# How do u separate egg whites?



## thefutureisnow (Sep 9, 2006)

How do you separate egg whites fromt he yolk? Thanks.


----------



## Jodi (Sep 9, 2006)

http://www.ehow.com/how_2640_separate-egg-whites.html


----------



## Trouble (Sep 9, 2006)

Idiotproof instructions for manually separating eggs.

OR buy an egg separator (a type of plastic measuring cup with a divide and small spout for retaining the yolks and pouring off the whites). You can find this inexpensive item at most large merchandisers like Wal-Mart, in the kitchen supply section.


----------



## Pylon (Sep 9, 2006)

These are both ways to do it, but the best tool for the job is attached at the end of your wrist.  Crack the egg into your hand (over a bowl), let the white run thru your fingers and into the bowl.  Repeat as needed, then wash up.


----------



## Tough Old Man (Sep 9, 2006)

Pylon said:


> These are both ways to do it, but the best tool for the job is attached at the end of your wrist. Crack the egg into your hand (over a bowl), let the white run thru your fingers and into the bowl. Repeat as needed, then wash up.


That's the way I do. It's fast.

Option:

Crack all the eggs into a bowl and fish the yokes out with a spoon. Make sure to use a treble hook.   LOL


----------



## VMSEddieF (Sep 9, 2006)

Hey is there anything you can add to raw eggwhites to kill whatever may be in em so ya could make a shake like old days or Poncherello style?


----------



## fUnc17 (Sep 9, 2006)

i use an egg white strainer, crack the egg over it and the egg whites drop down into the bowl, yolk stays up top and then i toss the yolk.


----------



## BigDyl (Sep 9, 2006)

I usually eat the egg whole, then later I force myself to throw up.


----------



## njc (Sep 9, 2006)

i just crack egg open into the pan and use half of the cracked shell to scoop up the yoke.  Its very easy and you get good at it.


----------



## thefutureisnow (Sep 9, 2006)

I have another question. I was thinking about adding olive oil with the egg whites before I cooked them. I think I remember reading something about fats changing or something if they get to hot. Should I not do this?


----------



## Jodi (Sep 9, 2006)

Olive oil has a smoking point over 300 degrees.  You are fine with olive oil.


----------



## thefutureisnow (Sep 10, 2006)

How hot does a frying pan get?


----------



## boilermaker (Sep 10, 2006)

VMSEddieF said:


> Hey is there anything you can add to raw eggwhites to kill whatever may be in em so ya could make a shake like old days or Poncherello style?
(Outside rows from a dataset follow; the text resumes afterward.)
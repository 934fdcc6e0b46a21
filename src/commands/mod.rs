//! Command implementations
//!
//! Each command is a module with an execute function that takes parsed CLI args
//! and runs the operation against the cache store.

pub mod cleanup;
pub mod config;
pub mod dump;
pub mod gather;
pub mod index;
pub mod rescan;
pub mod roots;
pub mod search;
pub mod show;

// Re-export execute functions for convenience
pub use cleanup::execute as cleanup;
pub use self::config::execute as config;
pub use dump::execute as dump;
pub use gather::execute as gather;
pub use index::execute as index;
pub use rescan::execute as rescan;
pub use roots::execute as roots;
pub use search::execute as search;
pub use show::execute as show;
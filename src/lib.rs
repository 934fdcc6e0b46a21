//! Tagtree - cached trees of externally tagged files
//!
//! This library rebuilds the directory tree below a root from the flat
//! listing of an external tagging tool, caches the trees per root, and runs
//! name/tag searches and cleanup planning over the cached trees.

use thiserror::Error;

pub mod cache;
pub mod cleanup;
pub mod cli;
pub mod commands;
pub mod config;
pub mod junk;
pub mod output;
pub mod search;
pub mod tagger;
pub mod tree;

#[cfg(test)]
pub mod testing;

/// Error enum, contains all failure states of the program
#[derive(Debug, Error)]
pub enum TagtreeError {
    /// Cache error
    #[error("Cache error: {0}")]
    CacheError(#[from] cache::CacheError),
    /// Tree building error
    #[error("Tree error: {0}")]
    TreeError(#[from] tree::TreeError),
    /// Tagging tool error
    #[error("Tagging tool error: {0}")]
    TaggerError(#[from] tagger::TaggerError),
    /// Search error
    #[error("Search error: {0}")]
    SearchError(#[from] search::SearchError),
    /// Represents a configuration error
    #[error("Configuration error: {0}")]
    ConfigError(#[from] ::config::ConfigError),
    /// Represents an I/O error
    #[error("I/O error: {0}")]
    IoError(#[from] std::io::Error),
    /// Invalid input error
    #[error("Invalid input: {0}")]
    InvalidInput(String),
}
Just heat.  The incidence of salmonella in eggs is 1 in 20,000.  But, that's some nasty stuff if you get it.


----------



## boilermaker (Sep 10, 2006)

thefutureisnow said:


> How hot does a frying pan get?



You can get it up to 500 degrees pretty easy with enough BTU's.


----------



## loki (Sep 10, 2006)

just crack the egg in half and let the egg white pour out from the shell while keeping the yoke in the shell. move the yoke back and forth from each shell and the egg white will eventually separate from the yoke and soon all you'll have is the yoke in one of the shells.


----------



## motopsyko32 (Sep 10, 2006)

what about egg whites in carton?


----------



## boilermaker (Sep 10, 2006)

motopsyko32 said:


> what about egg whites in carton?



Those are pasteurized, so you can have them raw without the risk of salmonella.  Also, Publix carries a brand of egg that is pasteurized in the shell.


----------



## fatale (Sep 10, 2006)

get a bowl ( this is where you will drop the egg white while you catch the yolk with the egg shell )

once you crack the egg carefully  transfer the yolk from the other shell while dropping some of the egg white into the bowl, do this till all the egg white fall from the bowl.

dont forget to wash your hand to prevent salmonella


----------



## SuperFlex (Sep 10, 2006)

thefutureisnow said:


> How do you separate egg whites fromt he yolk? Thanks.


 
I simpy crack the egg in two and pour the yoke into the opposite side. After you do that 2-3x you've gotten all the egg white.


----------



## Pylon (Sep 11, 2006)

Why do you all insist on doing the extra work?  Strain 'em with your hand.  Fast and easy.  Then wash them.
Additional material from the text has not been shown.